Considérant que les contradictions entachant de ce fait la délimitation de la zone de chalandise du projet dans le document produit par le demandeur à l’appui de son dossier, et que la commission départementale d’équipement commercial n’a pas rectifié, ne permettaient pas de regarder ce document comme satisfaisant aux exigences posées par l’article 18-1 du décret du 9 mars 1993 afin de permettre à cette commission d’apprécier, comme elle doit le faire sous le contrôle du juge, l’impact prévisible du projet dans la zone de chalandise au regard des critères prévus par l’article L. 720-3 du code de commerce ; que, par suite, la décision du 4 septembre 2003 de la Commission départementale d’équipement des Yvelines est intervenue au terme d’une procédure irrégulière ;

Considérant qu’il résulte de tout ce qui précède que la SOCIETE BRICORAMA FRANCE est fondée à demander l’annulation de cette décision ; que, par voie de conséquence, les conclusions de la société Castorama France tendant au bénéfice des dispositions de l’article L. 761-1 du code de justice administrative doivent être rejetées ; qu’en revanche, en application des mêmes dispositions, il y a lieu de mettre à la charge de l’Etat et de la société Castorama France le paiement, chacun, à la SOCIETE BRICORAMA FRANCE d’une somme de 750 € ;

DECIDE :

Article 1er : Le jugement n° 0304547 du 5 octobre 2004 du Tribunal administratif de Versailles et la décision du 4 septembre 2003 de la Commission départementale d’équipement commercial des Yvelines sont annulés.
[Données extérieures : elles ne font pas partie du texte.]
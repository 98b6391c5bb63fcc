//! # Request Handlers
//!
//! One handler per endpoint. Each handler validates its request, opens a connection,
//! checks that the target database and collection exist, runs a single operation and
//! releases the connection on every exit path.

use std::sync::Arc;

use axum::{
    Json,
    extract::{
        Query, State,
        rejection::{JsonRejection, QueryRejection},
    },
    http::Uri,
};
use chrono::Utc;
use serde_json::{Map, Value, json};
use tracing::{debug, error, warn};

use docrelay::{
    backend::{Connector, StoreBackend},
    error::DocumentStoreError,
    store::DocumentStore,
};

use crate::{
    envelope::{ApiResponse, Envelope},
    error::{ApiError, ApiResult},
    json::{document_to_json, to_json},
    requests::{DeleteRequest, InsertRequest, ReadParams, UpdateItem, UpdateRequest},
};

/// Shared state of every handler: the connector that opens per-request connections.
#[derive(Debug)]
pub struct AppState<C: Connector> {
    connector: Arc<C>,
}

impl<C: Connector> AppState<C> {
    pub fn new(connector: C) -> Self {
        Self {
            connector: Arc::new(connector),
        }
    }

    async fn connect(&self) -> ApiResult<DocumentStore<C::Backend>> {
        Ok(DocumentStore::new(self.connector.connect().await?))
    }
}

impl<C: Connector> Clone for AppState<C> {
    fn clone(&self) -> Self {
        Self {
            connector: Arc::clone(&self.connector),
        }
    }
}

/// Shuts the connection down and hands back the operation's result.
async fn release<B: StoreBackend, T>(
    store: DocumentStore<B>,
    operation: &'static str,
    result: ApiResult<T>,
) -> ApiResult<T> {
    if let Err(e) = store.shutdown().await {
        warn!(operation, error = %e, "Failed to release database connection");
    }

    if let Err(ApiError::Upstream(detail)) = &result {
        error!(operation, error = %detail, "Database operation failed");
    }

    result
}

/// `GET /read`
pub async fn read<C: Connector>(
    State(state): State<AppState<C>>,
    params: Result<Query<Vec<(String, String)>>, QueryRejection>,
) -> ApiResult<ApiResponse> {
    let Query(params) = params?;
    let params = ReadParams::from_pairs(params)?;
    let query = params.query()?;
    let namespace = &params.namespace;

    let store = state.connect().await?;
    let result = async {
        let documents = store
            .checked_collection(&namespace.db, &namespace.collection)
            .await?
            .find(query)
            .await?;

        debug!(db = %namespace.db, collection = %namespace.collection, found = documents.len(), "Read documents");

        Ok::<_, ApiError>(Value::Array(documents.iter().map(document_to_json).collect()))
    }
    .await;

    release(store, "read", result).await.map(ApiResponse::ok)
}

/// `POST /insert`
pub async fn insert<C: Connector>(
    State(state): State<AppState<C>>,
    body: Result<Json<Value>, JsonRejection>,
) -> ApiResult<ApiResponse> {
    let Json(body) = body?;
    let InsertRequest { namespace, items } = InsertRequest::parse(body)?;

    let store = state.connect().await?;
    let result = async {
        let ids = store
            .checked_collection(&namespace.db, &namespace.collection)
            .await?
            .insert(items)
            .await?;

        debug!(db = %namespace.db, collection = %namespace.collection, inserted = ids.len(), "Inserted documents");

        let inserted_ids = ids
            .iter()
            .enumerate()
            .map(|(index, id)| (index.to_string(), to_json(id)))
            .collect::<Map<_, _>>();

        Ok::<_, ApiError>(json!({
            "insertedCount": ids.len(),
            "insertedIds": inserted_ids,
        }))
    }
    .await;

    release(store, "insert", result).await.map(ApiResponse::created)
}

/// `POST /update`
///
/// Items are applied one at a time in input order. A failing item does not stop the batch;
/// earlier updates stay applied.
pub async fn update<C: Connector>(
    State(state): State<AppState<C>>,
    body: Result<Json<Value>, JsonRejection>,
) -> ApiResult<ApiResponse> {
    let Json(body) = body?;
    let UpdateRequest { namespace, items } = UpdateRequest::parse(body)?;

    let store = state.connect().await?;
    let result = async {
        let collection = store
            .checked_collection(&namespace.db, &namespace.collection)
            .await?;
        let mut results = Vec::with_capacity(items.len());

        for item in items {
            let envelope = match item {
                UpdateItem::Rejected(message) => Envelope::err(message),
                UpdateItem::Apply { id, fields } => match collection.update(id, fields).await {
                    Ok(outcome) if outcome.matched == 0 => {
                        Envelope::err(format!("No document found with id \"{id}\""))
                    }
                    Ok(outcome) => Envelope::ok(json!(outcome)),
                    Err(e) => Envelope::err(item_failure(e)),
                },
            };

            if !envelope.is_ok() {
                warn!(db = %namespace.db, collection = %namespace.collection, reason = %envelope.message, "Update item failed");
            }

            results.push(envelope);
        }

        serde_json::to_value(results).map_err(|e| ApiError::Upstream(e.to_string()))
    }
    .await;

    release(store, "update", result).await.map(ApiResponse::ok)
}

/// `POST /delete`
pub async fn delete<C: Connector>(
    State(state): State<AppState<C>>,
    body: Result<Json<Value>, JsonRejection>,
) -> ApiResult<ApiResponse> {
    let Json(body) = body?;
    let DeleteRequest { namespace, selector } = DeleteRequest::parse(body)?;

    let store = state.connect().await?;
    let result = async {
        let deleted = store
            .checked_collection(&namespace.db, &namespace.collection)
            .await?
            .delete(selector.filter())
            .await?;

        debug!(db = %namespace.db, collection = %namespace.collection, deleted, "Deleted documents");

        Ok::<_, ApiError>(json!({ "deletedCount": deleted }))
    }
    .await;

    release(store, "delete", result).await.map(ApiResponse::ok)
}

/// `GET /health`; does not touch the database.
pub async fn health() -> ApiResponse {
    ApiResponse::ok(json!({ "timestamp": Utc::now().to_rfc3339() }))
}

pub async fn method_not_allowed() -> ApiError {
    ApiError::MethodNotAllowed
}

pub async fn not_found(uri: Uri) -> ApiError {
    ApiError::NotFound(uri.path().to_string())
}

/// The message of a failed update item: the driver's own message for upstream failures.
fn item_failure(err: DocumentStoreError) -> String {
    match ApiError::from(err) {
        ApiError::Upstream(detail) => detail,
        other => other.to_string(),
    }
}
//! MongoDB backend implementation for docrelay.
//!
//! This crate provides a MongoDB-based implementation of the `StoreBackend` and `Connector`
//! traits. Every request opens its own client from the parsed connection options and shuts
//! it down when the request completes.
//!
//! To use this backend, include the `mongodb` feature in your `Cargo.toml`:
//!
//! ```toml
//! [dependencies]
//! docrelay = { version = "x.y.z", features = ["mongodb"] }
//! ```
//!
//! # Features
//!
//! - **Hosted storage** - Works against MongoDB Atlas or self-hosted MongoDB
//! - **Native filters** - Filter expressions are translated to MongoDB filter documents
//! - **Async/await** - Fully asynchronous API built on MongoDB's async driver
//!
//! # Example
//!
//! ```ignore
//! use docrelay::{backend::{Connector, ConnectorBuilder}, mongodb::MongoDbConnector};
//!
//! #[tokio::main]
//! async fn main() -> Result<(), Box<dyn std::error::Error>> {
//!     let connector = MongoDbConnector::builder("mongodb://localhost:27017")
//!         .app_name("docrelay")
//!         .build()
//!         .await?;
//!
//!     let backend = connector.connect().await?;
//!
//!     Ok(())
//! }
//! ```

#[allow(unused_extern_crates)]
extern crate self as docrelay_mongodb;

pub mod store;
pub mod query;

pub use store::{MongoDbStore, MongoDbConnector, MongoDbConnectorBuilder};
Article 2 : L’Etat et la société Castorama France verseront, chacun, à la SOCIETE BRICORAMA FRANCE une somme de 750 € au titre de l’article L. 761-1 du code de justice administrative.

Article 3 : Les conclusions de la société Castorama France tendant à l’application des dispositions de l’article L. 761-1 du code de justice administrative sont rejetées.